# Dataset entries:
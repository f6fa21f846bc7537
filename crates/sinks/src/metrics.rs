//! Per-host counters
//!
//! Every sub-connection of a host updates the same `HostMetrics`. The
//! reporter reads them through a [`HostMetricsHandle`].

use std::sync::Arc;
use std::time::Duration;

use relay_metrics::{
    Counter, HostMetricsProvider, HostMetricsSnapshot, LatencyHistogram,
};

use crate::host::HostShared;

/// Counters for one downstream host
#[derive(Debug, Default)]
pub struct HostMetrics {
    out_recs: Counter,
    throttled: Counter,
    state_changes: Counter,
    reconnects: Counter,
    dial_errors: Counter,
    old_connection_refresh: Counter,
    write_errors: Counter,
    flush_errors: Counter,
    latency: LatencyHistogram,
}

impl HostMetrics {
    pub fn new() -> Self {
        Self::default()
    }

    /// Record a record written to the wire, `elapsed` after it was parsed
    #[inline]
    pub fn record_out(&self, elapsed: Duration) {
        self.out_recs.inc();
        self.latency.record(elapsed);
    }

    #[inline]
    pub fn record_throttled(&self) {
        self.throttled.inc();
    }

    #[inline]
    pub fn record_state_change(&self) {
        self.state_changes.inc();
    }

    #[inline]
    pub fn record_reconnect(&self) {
        self.reconnects.inc();
    }

    #[inline]
    pub fn record_dial_error(&self) {
        self.dial_errors.inc();
    }

    #[inline]
    pub fn record_refresh(&self) {
        self.old_connection_refresh.inc();
    }

    #[inline]
    pub fn record_write_error(&self) {
        self.write_errors.inc();
    }

    #[inline]
    pub fn record_flush_error(&self) {
        self.flush_errors.inc();
    }

    /// Get snapshot of metrics
    pub fn snapshot(&self, available: bool) -> HostMetricsSnapshot {
        HostMetricsSnapshot {
            out_recs: self.out_recs.get(),
            throttled_host: self.throttled.get(),
            state_changes: self.state_changes.get(),
            reconnects: self.reconnects.get(),
            dial_errors: self.dial_errors.get(),
            old_connection_refresh: self.old_connection_refresh.get(),
            write_errors: self.write_errors.get(),
            flush_errors: self.flush_errors.get(),
            available,
            latency: self.latency.summary(),
        }
    }
}

/// Handle for accessing host metrics
///
/// Holds an Arc to the host state, so it remains valid after the cluster
/// set is dropped during shutdown.
#[derive(Clone)]
pub struct HostMetricsHandle {
    pub(crate) shared: Arc<HostShared>,
}

impl HostMetricsProvider for HostMetricsHandle {
    fn host_id(&self) -> &str {
        self.shared.id()
    }

    fn cluster(&self) -> &str {
        self.shared.cluster()
    }

    fn snapshot(&self) -> HostMetricsSnapshot {
        self.shared.metrics().snapshot(self.shared.is_available())
    }
}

# Your objective:
Each of the records should be retyped exactly.

# Output below:
repository f6fa21f846bc7537
filename crates/sinks/src/metrics.rs
//! Per-host counters
//!
//! Every sub-connection of a host updates the same `HostMetrics`. The
//! reporter reads them through a [`HostMetricsHandle`].

use std::sync::Arc;
use std::time::Duration;

use relay_metrics::{
    Counter, HostMetricsProvider, HostMetricsSnapshot, LatencyHistogram,
};

use crate::host::HostShared;

/// Counters for one downstream host
#[derive(Debug, Default)]
pub struct HostMetrics {
    out_recs: Counter,
    throttled: Counter,
    state_changes: Counter,
    reconnects: Counter,
    dial_errors: Counter,
    old_connection_refresh: Counter,
    write_errors: Counter,
    flush_errors: Counter,
    latency: LatencyHistogram,
}

impl HostMetrics {
    pub fn new() -> Self {
        Self::default()
    }

    /// Record a record written to the wire, `elapsed` after it was parsed
    #[inline]
    pub fn record_out(&self, elapsed: Duration) {
        self.out_recs.inc();
        self.latency.record(elapsed);
    }

    #[inline]
    pub fn record_throttled(&self) {
        self.throttled.inc();
    }

    #[inline]
    pub fn record_state_change(&self) {
        self.state_changes.inc();
    }

    #[inline]
    pub fn record_reconnect(&self) {
        self.reconnects.inc();
    }

    #[inline]
    pub fn record_dial_error(&self) {
        self.dial_errors.inc();
    }

    #[inline]
    pub fn record_refresh(&self) {
        self.old_connection_refresh.inc();
    }

    #[inline]
    pub fn record_write_error(&self) {
        self.write_errors.inc();
    }

    #[inline]
    pub fn record_flush_error(&self) {
        self.flush_errors.inc();
    }

    /// Get snapshot of metrics
    pub fn snapshot(&self, available: bool) -> HostMetricsSnapshot {
        HostMetricsSnapshot {
            out_recs: self.out_recs.get(),
            throttled_host: self.throttled.get(),
            state_changes: self.state_changes.get(),
            reconnects: self.reconnects.get(),
            dial_errors: self.dial_errors.get(),
            old_connection_refresh: self.old_connection_refresh.get(),
            write_errors: self.write_errors.get(),
            flush_errors: self.flush_errors.get(),
            available,
            latency: self.latency.summary(),
        }
    }
}

/// Handle for accessing host metrics
///
/// Holds an Arc to the host state, so it remains valid after the cluster
/// set is dropped during shutdown.
#[derive(Clone)]
pub struct HostMetricsHandle {
    pub(crate) shared: Arc<HostShared>,
}

impl HostMetricsProvider for HostMetricsHandle {
    fn host_id(&self) -> &str {
        self.shared.id()
    }

    fn cluster(&self) -> &str {
        self.shared.cluster()
    }

    fn snapshot(&self) -> HostMetricsSnapshot {
        self.shared.metrics().snapshot(self.shared.is_available())
    }
}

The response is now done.